He was told that the child would have to be taken back to Great Ormond Street by the end of
the week. The boy's mother immediately brought her son home. At the crack of dawn, far
earlier than the family had been told, the mother was wakened by police officers and social
workers who'd come to take her child to Great Ormond Street. She wasn't allowed in the
ambulance with her son.
DOCTOR FRANKLIN
We have been taught for years in paediatrics that the parents should be involved at all stages,
and that to exclude them in the way that the parents were excluded, only allowed to visit twice
a week, seemed to me a bit extreme, even for a boy who may have psychological problems.
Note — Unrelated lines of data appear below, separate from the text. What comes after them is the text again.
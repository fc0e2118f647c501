//! Layered latest-timestamp tables driving the sequential/unsequential
//! routing decision.
//!
//! Three tables, from most volatile to most settled:
//! 1. per-partition, per-device latest timestamp seen in RAM,
//! 2. per-partition, per-device latest timestamp already flushed,
//! 3. per-device global maximum of (2) across partitions.
//!
//! For every `(partition, device)`, (2) never exceeds (1) and only grows.
//! An incoming row is sequential iff its timestamp is strictly greater
//! than (2) for its partition and device.

use std::collections::HashMap;

#[derive(Debug, Default)]
pub struct LatestTimeTracker {
    latest: HashMap<i64, HashMap<String, i64>>,
    flushed: HashMap<i64, HashMap<String, i64>>,
    global_flushed: HashMap<String, i64>,
}

impl LatestTimeTracker {
    pub fn new() -> Self {
        Self::default()
    }

    /// Makes sure both per-partition tables exist for `partition`.
    pub fn ensure_partition(&mut self, partition: i64) {
        self.latest.entry(partition).or_default();
        self.flushed.entry(partition).or_default();
    }

    /// The flushed watermark for `(partition, device)`; `i64::MIN` when the
    /// device has never been flushed in that partition.
    pub fn latest_flushed(&self, partition: i64, device: &str) -> i64 {
        self.flushed
            .get(&partition)
            .and_then(|m| m.get(device))
            .copied()
            .unwrap_or(i64::MIN)
    }

    /// The in-RAM latest timestamp for `(partition, device)`.
    pub fn latest_time(&self, partition: i64, device: &str) -> Option<i64> {
        self.latest
            .get(&partition)
            .and_then(|m| m.get(device))
            .copied()
    }

    /// The global flushed watermark for `device`; `i64::MIN` if absent.
    pub fn global_flushed(&self, device: &str) -> i64 {
        self.global_flushed
            .get(device)
            .copied()
            .unwrap_or(i64::MIN)
    }

    /// Records an ingested timestamp into the in-RAM table.
    pub fn observe(&mut self, partition: i64, device: &str, timestamp: i64) {
        let entry = self
            .latest
            .entry(partition)
            .or_default()
            .entry(device.to_string())
            .or_insert(i64::MIN);
        if *entry < timestamp {
            *entry = timestamp;
        }
    }

    /// Copies the in-RAM table of `partition` into the flushed tables;
    /// invoked when a sequential buffer's content is committed to disk.
    /// Returns false iff the partition holds no devices.
    pub fn promote_flushed(&mut self, partition: i64) -> bool {
        let Some(latest) = self.latest.get(&partition) else {
            return false;
        };
        if latest.is_empty() {
            return false;
        }
        let snapshot: Vec<(String, i64)> =
            latest.iter().map(|(d, t)| (d.clone(), *t)).collect();
        let flushed = self.flushed.entry(partition).or_default();
        for (device, ts) in snapshot {
            flushed.insert(device.clone(), ts);
            let global = self.global_flushed.entry(device).or_insert(i64::MIN);
            if *global < ts {
                *global = ts;
            }
        }
        true
    }

    /// Seeds all three tables monotonically; used by recovery and load,
    /// which observe data that is already on disk.
    pub fn seed_flushed(&mut self, partition: i64, device: &str, timestamp: i64) {
        let latest = self
            .latest
            .entry(partition)
            .or_default()
            .entry(device.to_string())
            .or_insert(i64::MIN);
        if *latest < timestamp {
            *latest = timestamp;
        }
        let flushed = self
            .flushed
            .entry(partition)
            .or_default()
            .entry(device.to_string())
            .or_insert(i64::MIN);
        if *flushed < timestamp {
            *flushed = timestamp;
        }
        let global = self
            .global_flushed
            .entry(device.to_string())
            .or_insert(i64::MIN);
        if *global < timestamp {
            *global = timestamp;
        }
    }

    /// The newest timestamp known for `device` across all partitions, or
    /// None if the device was never seen.
    pub fn last_update_time(&self, device: &str) -> Option<i64> {
        self.latest
            .values()
            .filter_map(|m| m.get(device))
            .copied()
            .max()
    }

    pub fn clear(&mut self) {
        self.latest.clear();
        self.flushed.clear();
        self.global_flushed.clear();
    }
}

#[cfg(test)]
mod tests {
    use super::*;

    #[test]
    fn flushed_never_exceeds_latest() {
        let mut t = LatestTimeTracker::new();
        t.observe(0, "d1", 10);
        t.observe(0, "d1", 20);
        assert_eq!(t.latest_flushed(0, "d1"), i64::MIN);

        assert!(t.promote_flushed(0));
        assert_eq!(t.latest_flushed(0, "d1"), 20);
        assert_eq!(t.latest_time(0, "d1"), Some(20));
        assert!(t.latest_flushed(0, "d1") <= t.latest_time(0, "d1").unwrap());
    }

    #[test]
    fn global_flushed_is_max_across_partitions() {
        let mut t = LatestTimeTracker::new();
        t.observe(0, "d1", 50);
        t.observe(1, "d1", 700);
        t.promote_flushed(0);
        t.promote_flushed(1);
        assert_eq!(t.global_flushed("d1"), 700);
        assert_eq!(t.latest_flushed(0, "d1"), 50);
    }

    #[test]
    fn promote_reports_empty_partitions() {
        let mut t = LatestTimeTracker::new();
        t.ensure_partition(3);
        assert!(!t.promote_flushed(3));
        assert!(!t.promote_flushed(99));
    }

    #[test]
    fn last_update_time_spans_partitions() {
        let mut t = LatestTimeTracker::new();
        assert_eq!(t.last_update_time("d1"), None);
        t.observe(0, "d1", 5);
        t.observe(2, "d1", 42);
        t.observe(2, "d2", 100);
        assert_eq!(t.last_update_time("d1"), Some(42));
    }

    #[test]
    fn seed_flushed_is_monotonic() {
        let mut t = LatestTimeTracker::new();
        t.seed_flushed(0, "d1", 30);
        t.seed_flushed(0, "d1", 10);
        assert_eq!(t.latest_flushed(0, "d1"), 30);
        assert_eq!(t.global_flushed("d1"), 30);
    }
}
It's only a small step away from saying 'this is a Munchhausen situation, the parents are
actually making this child ill', which from my assessment of the family was not true at all.
M.HILL
It was two months into his stay at the Mildred Creek Unit when the 16 year old made friends
with another patient who was also suffering from M.E.
VANESSA BULL
M.E. SUFFERER
When I arrived at Great Ormond Street he'd already been there for a couple of months, and
obviously was very unhappy about the situation. But the doctors weren't listening to him and
weren't taking his views into account that it wasn't a psychological illness, he wasn't
depressed. He was perfectly happy at home and they weren't listening to him and wouldn't
take into account his physical problems and wouldn't believe he wasn't making them up.
M.HILL
As Vanessa got to know the boy, she began to realise just how much his health had
deteriorated.
VANESSA
He'd been very into sports, academically a high flyer, good social group, good friends,
enjoyed school, and very much the same as me in those respects. Then everything had gone
and it was very obvious that if he'd been able to get up and walk he would have done. But the
nurses didn't see that. They saw him as being awkward and stubborn.
M.HILL
The boy had to spend seven months at Great Ormond Street. He was given Doctor
Prendergast's rehabilitation programme which involved staff regularly attempting to get him
up and about. He also had to sit with anorexic patients at meal times.
VANESSA
He was put on a Zimmer frame to try and help him because when he went in he was able to
walk. As he was in he got worse and worse and they put him in a Zimmer frame and as he
was sort of totally exhausted, his knees scraping the floor, his chin sort of touching the bar,
when the consultant said to him "Do you know how much your bed is costing us?".
M.HILL
The boy wasn't allowed to see his own consultant, but Doctor Franklin has listened to tapes he
made of his experience whilst in Great Ormond Street.
DOCTOR FRANKLIN
He was extremely upset. I listened to a number of tapes which he dictated while he was in
hospital. And he was very upset by the whole thing. They were trying to get him to get up
and do things. They were threatening him in all sorts of ways about him going down into the
town and so on which he found totally unrealistic. He, I think, really hated the whole regime
and therefore didn't cooperate at all, so that there was no real, if you like, engagement
between him and the medical people who were there.
M.HILL
After being separated for 8 months the child's parents successfully went back to the courts and
regained wardship. We can't report what happened at that hearing or what conclusions the
judge came to as the proceedings happened behind closed doors. Doctor Nigel Speight has
been to visit the boy since his experiences.
DOCTOR SPEIGHT
He is suffering from severe M.E. and posttraumatic stress disorder as a result of his
experiences in that hospital, and he has lost total faith in the medical profession.
M.HILL
How can you be so sure of that?
DOCTOR SPEIGHT
Even though his parents had great faith in me personally for the support I'd given them, they
had great difficulty conveying that faith, and because I was a doctor he was very reluctant to
even see me. He eventually consented to talk to me briefly and I respected his wish not to
speak to me for too long.
M.HILL
What sort of symptoms was he displaying?
DOCTOR SPEIGHT
Well he's still bedridden, lying in a darkened room, and he still has flashbacks for the time he
was in that unit, and he still cries if people open the door, and if he hears that a social worker
is going to visit the house he goes into a very regressed state.
M.HILL
While the child no longer receives treatment at Great Ormond Street, Doctor Prendergast
stands by his approach.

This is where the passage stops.